Detection and Characterization of Viral cDNAs Amplified from Cells Expressing the JC Virus Early Coding Sequences.

Open Access
Barnes, Erin Stockwell
Area of Honors:
Biochemistry and Molecular Biology
Bachelor of Science
Document Type:
Thesis Supervisors:
  • Richard John Frisque, Thesis Supervisor
  • Craig Eugene Cameron, Honors Advisor
  • Wendy Hanna Rose, Faculty Reader
  • JC Virus
  • cDNA characterization
The early region of human polyomavirus JC virus (JCV) produces five proteins, large T antigen (TAg), small t antigen (tAg), and T´135, T´136, and T´165, encoded by transcripts alternatively spliced from one pre-mRNA. These multifunctional regulatory proteins mediate viral DNA replication and contribute to the oncogenic potential of the virus.
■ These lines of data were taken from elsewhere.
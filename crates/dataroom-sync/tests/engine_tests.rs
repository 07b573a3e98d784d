//! Integration tests for the tree synchronization engine
//!
//! The engine runs against an in-memory store that records every call and
//! can inject delays and failures per operation. Time-dependent tests run
//! on a paused clock.

use std::collections::HashMap;
use std::sync::{Arc, Mutex, Weak};
use std::time::Duration;

use async_trait::async_trait;
use chrono::Utc;

use dataroom_core::domain::naming::{slug_from_name, unique_slug};
use dataroom_core::domain::{
    DataRoomFile, FileId, Folder, FolderContents, FolderId, ItemId, ItemType, StoreError, TreePath,
};
use dataroom_core::ports::{EditTarget, FolderOrder, IRemoteStore, StoreResult};
use dataroom_sync::retry::RetryPolicy;
use dataroom_sync::{EngineSettings, MoveViolation, SyncError, TreeSyncEngine, UploadItem, Visibility};

// ============================================================================
// In-memory store
// ============================================================================

type UploadHook = Box<dyn FnMut(usize) + Send>;

#[derive(Default)]
struct MockStore {
    folders: Mutex<Vec<Folder>>,
    files: Mutex<Vec<DataRoomFile>>,
    calls: Mutex<Vec<&'static str>>,
    delays: Mutex<HashMap<&'static str, Duration>>,
    failures: Mutex<HashMap<&'static str, StoreError>>,
    /// Upload of this name fails with a name conflict
    reject_upload: Mutex<Option<String>>,
    uploads: Mutex<usize>,
    /// Called with the running upload count after each stored file
    on_upload: Mutex<Option<UploadHook>>,
}
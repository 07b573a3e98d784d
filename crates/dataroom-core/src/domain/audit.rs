//! Audit entry domain entities
//!
//! Every successful structural mutation in the data room emits exactly one
//! audit entry with a stable action name (`folder.create`, `file.move`, ...),
//! a target, and a free-form details payload from which a human-readable
//! description can be rebuilt.

use chrono::{DateTime, Utc};
use serde::{Deserialize, Serialize};
use serde_json::Value;

use super::newtypes::UserId;

/// Actions that can be recorded in the audit log
#[derive(Debug, Clone, Copy, PartialEq, Eq, Hash, Serialize, Deserialize)]
pub enum AuditAction {
    #[serde(rename = "folder.create")]
    FolderCreate,
    #[serde(rename = "folder.rename")]
    FolderRename,
    #[serde(rename = "folder.move")]
    FolderMove,
    #[serde(rename = "folder.reorder")]
    FolderReorder,
    #[serde(rename = "folder.delete")]
    FolderDelete,
    #[serde(rename = "folder.restore")]
    FolderRestore,
    #[serde(rename = "folder.hard_delete")]
    FolderHardDelete,
    #[serde(rename = "file.upload")]
    FileUpload,
    #[serde(rename = "file.create_link")]
    FileCreateLink,
    #[serde(rename = "file.rename")]
    FileRename,
    #[serde(rename = "file.move")]
    FileMove,
    #[serde(rename = "file.delete")]
    FileDelete,
    #[serde(rename = "file.restore")]
    FileRestore,
    #[serde(rename = "file.hard_delete")]
    FileHardDelete,
    #[serde(rename = "permission.grant")]
    PermissionGrant,
    #[serde(rename = "permission.revoke")]
    PermissionRevoke,
}

impl AuditAction {
    /// All actions, in declaration order
    pub const ALL: [AuditAction; 16] = [
        AuditAction::FolderCreate,
        AuditAction::FolderRename,
        AuditAction::FolderMove,
        AuditAction::FolderReorder,
        AuditAction::FolderDelete,
        AuditAction::FolderRestore,
        AuditAction::FolderHardDelete,
        AuditAction::FileUpload,
        AuditAction::FileCreateLink,
        AuditAction::FileRename,
        AuditAction::FileMove,
        AuditAction::FileDelete,
        AuditAction::FileRestore,
        AuditAction::FileHardDelete,
        AuditAction::PermissionGrant,
        AuditAction::PermissionRevoke,
    ];

    /// Stable dotted action name
    pub fn as_str(&self) -> &'static str {
        match self {
            AuditAction::FolderCreate => "folder.create",
            AuditAction::FolderRename => "folder.rename",
            AuditAction::FolderMove => "folder.move",
            AuditAction::FolderReorder => "folder.reorder",
            AuditAction::FolderDelete => "folder.delete",
            AuditAction::FolderRestore => "folder.restore",
            AuditAction::FolderHardDelete => "folder.hard_delete",
            AuditAction::FileUpload => "file.upload",
            AuditAction::FileCreateLink => "file.create_link",
            AuditAction::FileRename => "file.rename",
            AuditAction::FileMove => "file.move",
            AuditAction::FileDelete => "file.delete",
            AuditAction::FileRestore => "file.restore",
            AuditAction::FileHardDelete => "file.hard_delete",
            AuditAction::PermissionGrant => "permission.grant",
            AuditAction::PermissionRevoke => "permission.revoke",
        }
    }

    /// The kind of record this action targets
    pub fn target_type(&self) -> TargetType {
        match self {
            AuditAction::FolderCreate
            | AuditAction::FolderRename
            | AuditAction::FolderMove
            | AuditAction::FolderReorder
            | AuditAction::FolderDelete
            | AuditAction::FolderRestore
            | AuditAction::FolderHardDelete => TargetType::Folder,
            AuditAction::FileUpload
            | AuditAction::FileCreateLink
            | AuditAction::FileRename
            | AuditAction::FileMove
            | AuditAction::FileDelete
            | AuditAction::FileRestore
            | AuditAction::FileHardDelete => TargetType::File,
            AuditAction::PermissionGrant | AuditAction::PermissionRevoke => TargetType::Permission,
        }
    }
}

impl std::fmt::Display for AuditAction {
    fn fmt(&self, f: &mut std::fmt::Formatter<'_>) -> std::fmt::Result {
        write!(f, "{}", self.as_str())
    }
}

impl std::str::FromStr for AuditAction {
    type Err = super::errors::DomainError;

    fn from_str(s: &str) -> Result<Self, Self::Err> {
        AuditAction::ALL
            .iter()
            .copied()
            .find(|a| a.as_str() == s)
            .ok_or_else(|| {
                super::errors::DomainError::ValidationFailed(format!("unknown audit action '{s}'"))
            })
    }
}

/// What kind of record an audit entry refers to
#[derive(Debug, Clone, Copy, PartialEq, Eq, Hash, Serialize, Deserialize)]
#[serde(rename_all = "snake_case")]
pub enum TargetType {
    Folder,
    File,
    Permission,
}

impl TargetType {
    pub fn as_str(&self) -> &'static str {
        match self {
            TargetType::Folder => "folder",
            TargetType::File => "file",
            TargetType::Permission => "permission",
        }
    }
}

impl std::fmt::Display for TargetType {
    fn fmt(&self, f: &mut std::fmt::Formatter<'_>) -> std::fmt::Result {
        write!(f, "{}", self.as_str())
    }
}

/// An audit log entry recording a successful mutation
#[derive(Debug, Clone, PartialEq, Serialize, Deserialize)]
pub struct AuditEntry {
    /// Assigned by the sink when persisted
    id: Option<i64>,
    timestamp: DateTime<Utc>,
    actor: Option<UserId>,
    action: AuditAction,
    target_type: TargetType,
    target_id: String,
    details: Value,
}

impl AuditEntry {
    /// Creates a new audit entry for `action` on `target_id`
    ///
    /// The target type is derived from the action.
    ///
    /// # Example
    ///
    /// ```
    /// use dataroom_core::domain::audit::{AuditAction, AuditEntry, TargetType};
    ///
    /// let entry = AuditEntry::new(AuditAction::FolderCreate, "f-1");
    /// assert_eq!(entry.target_type(), TargetType::Folder);
    /// assert!(entry.id().is_none());
    /// ```
    pub fn new(action: AuditAction, target_id: impl Into<String>) -> Self {
        Self {
            id: None,
            timestamp: Utc::now(),
            actor: None,
            action,
            target_type: action.target_type(),
            target_id: target_id.into(),
            details: Value::Null,
        }
    }

    pub fn id(&self) -> Option<i64> {
        self.id
    }

    /// Sets the ID for this audit entry (typically called after database insert)
    pub fn with_id(mut self, id: i64) -> Self {
        self.id = Some(id);
        self
    }

    pub fn timestamp(&self) -> DateTime<Utc> {
        self.timestamp
    }

    /// Overrides the timestamp (used when rehydrating from storage)
    pub fn with_timestamp(mut self, timestamp: DateTime<Utc>) -> Self {
        self.timestamp = timestamp;
        self
    }

    pub fn actor(&self) -> Option<&UserId> {
        self.actor.as_ref()
    }

    pub fn with_actor(mut self, actor: Option<UserId>) -> Self {
        self.actor = actor;
        self
    }

    pub fn action(&self) -> AuditAction {
        self.action
    }

    pub fn target_type(&self) -> TargetType {
        self.target_type
    }

    pub fn target_id(&self) -> &str {
        &self.target_id
    }

    pub fn details(&self) -> &Value {
        &self.details
    }

    pub fn with_details(mut self, details: Value) -> Self {
        self.details = details;
        self
    }

    /// One-line human-readable description built from the details payload
    pub fn describe(&self) -> String {
        let d = &self.details;
        let s = |key: &str| d.get(key).and_then(Value::as_str).unwrap_or("?").to_string();
        match self.action {
            AuditAction::FolderCreate => format!("created folder '{}'", s("name")),
            AuditAction::FolderRename | AuditAction::FileRename => {
                format!("renamed '{}' to '{}'", s("old_name"), s("new_name"))
            }
            AuditAction::FolderMove | AuditAction::FileMove => format!(
                "moved '{}' from {} to {}",
                s("name"),
                s("old_parent"),
                s("new_parent")
            ),
            AuditAction::FolderReorder => {
                let n = d.get("count").and_then(Value::as_u64).unwrap_or(0);
                format!("reordered {n} folders")
            }
            AuditAction::FileUpload => {
                let size = d.get("size_bytes").and_then(Value::as_u64).unwrap_or(0);
                format!("uploaded '{}' ({size} bytes)", s("name"))
            }
            AuditAction::FileCreateLink => format!("added link '{}' -> {}", s("name"), s("url")),
            AuditAction::FolderDelete | AuditAction::FileDelete => {
                format!("moved '{}' to trash", s("name"))
            }
            AuditAction::FolderRestore | AuditAction::FileRestore => {
                format!("restored '{}' from trash", s("name"))
            }
            AuditAction::FolderHardDelete | AuditAction::FileHardDelete => {
                format!("permanently deleted '{}'", s("name"))
            }
            AuditAction::PermissionGrant => format!("granted edit to {}", s("user_id")),
            AuditAction::PermissionRevoke => format!("revoked edit from {}", s("user_id")),
        }
    }
}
Initially proposed to be proteolytic cleavage products of JCV TAg, the three T´ proteins have been shown to be authentic viral phosphoproteins that participate in JCV’s viral activities. T´ transcripts are generated by the removal of two introns from unspliced JCV early pre-mRNA; the first intron also being removed in the TAg transcript. Since the splice variants share their amino termini with TAg, all three T´ proteins contain the Rb binding motif LxCxE and the Hsc70 binding J domain, and thus exhibit some notable TAg functions such as stimulation of cell proliferation. The T´ cDNAs were first observed on polyacrylamide gels in RT-PCR experiments, in which RNA was extracted from JCV-infected cells, reverse transcribed into cDNA, and amplified by PCR. Five bands representing cDNAs encoding the JCV early T proteins were visualized on a polyacrylamide gel, two slower migrating “doublet” bands, and three faster migrating T´ bands 17-23 kD in size. Based upon the primers used, the TAg and tAg cDNAs are expected to be the same size and therefore form a single band positioned above the three T´ bands. The appearance of two bands has yet to be explained in an experimental setting, so to unravel this mystery, I have attempted to clone and identify the origin of these sequences within the cDNA doublet bands. Through a number of experimental approaches, our results have shown the repeated detection of the T´136 splice pattern within the cDNAs isolated from the doublet band. We believe that a small amount of T´136 cDNA remains “trapped” in the larger TAg/tAg cDNAs, and is preferentially selected for detection by our experimental methods. Further investigation is needed to conclude that TAg/tAg is the predominanat species in one of the doublet bands. Additional analysis will also be required to determine the origin of the non-TAg/tAg cDNA doublet band.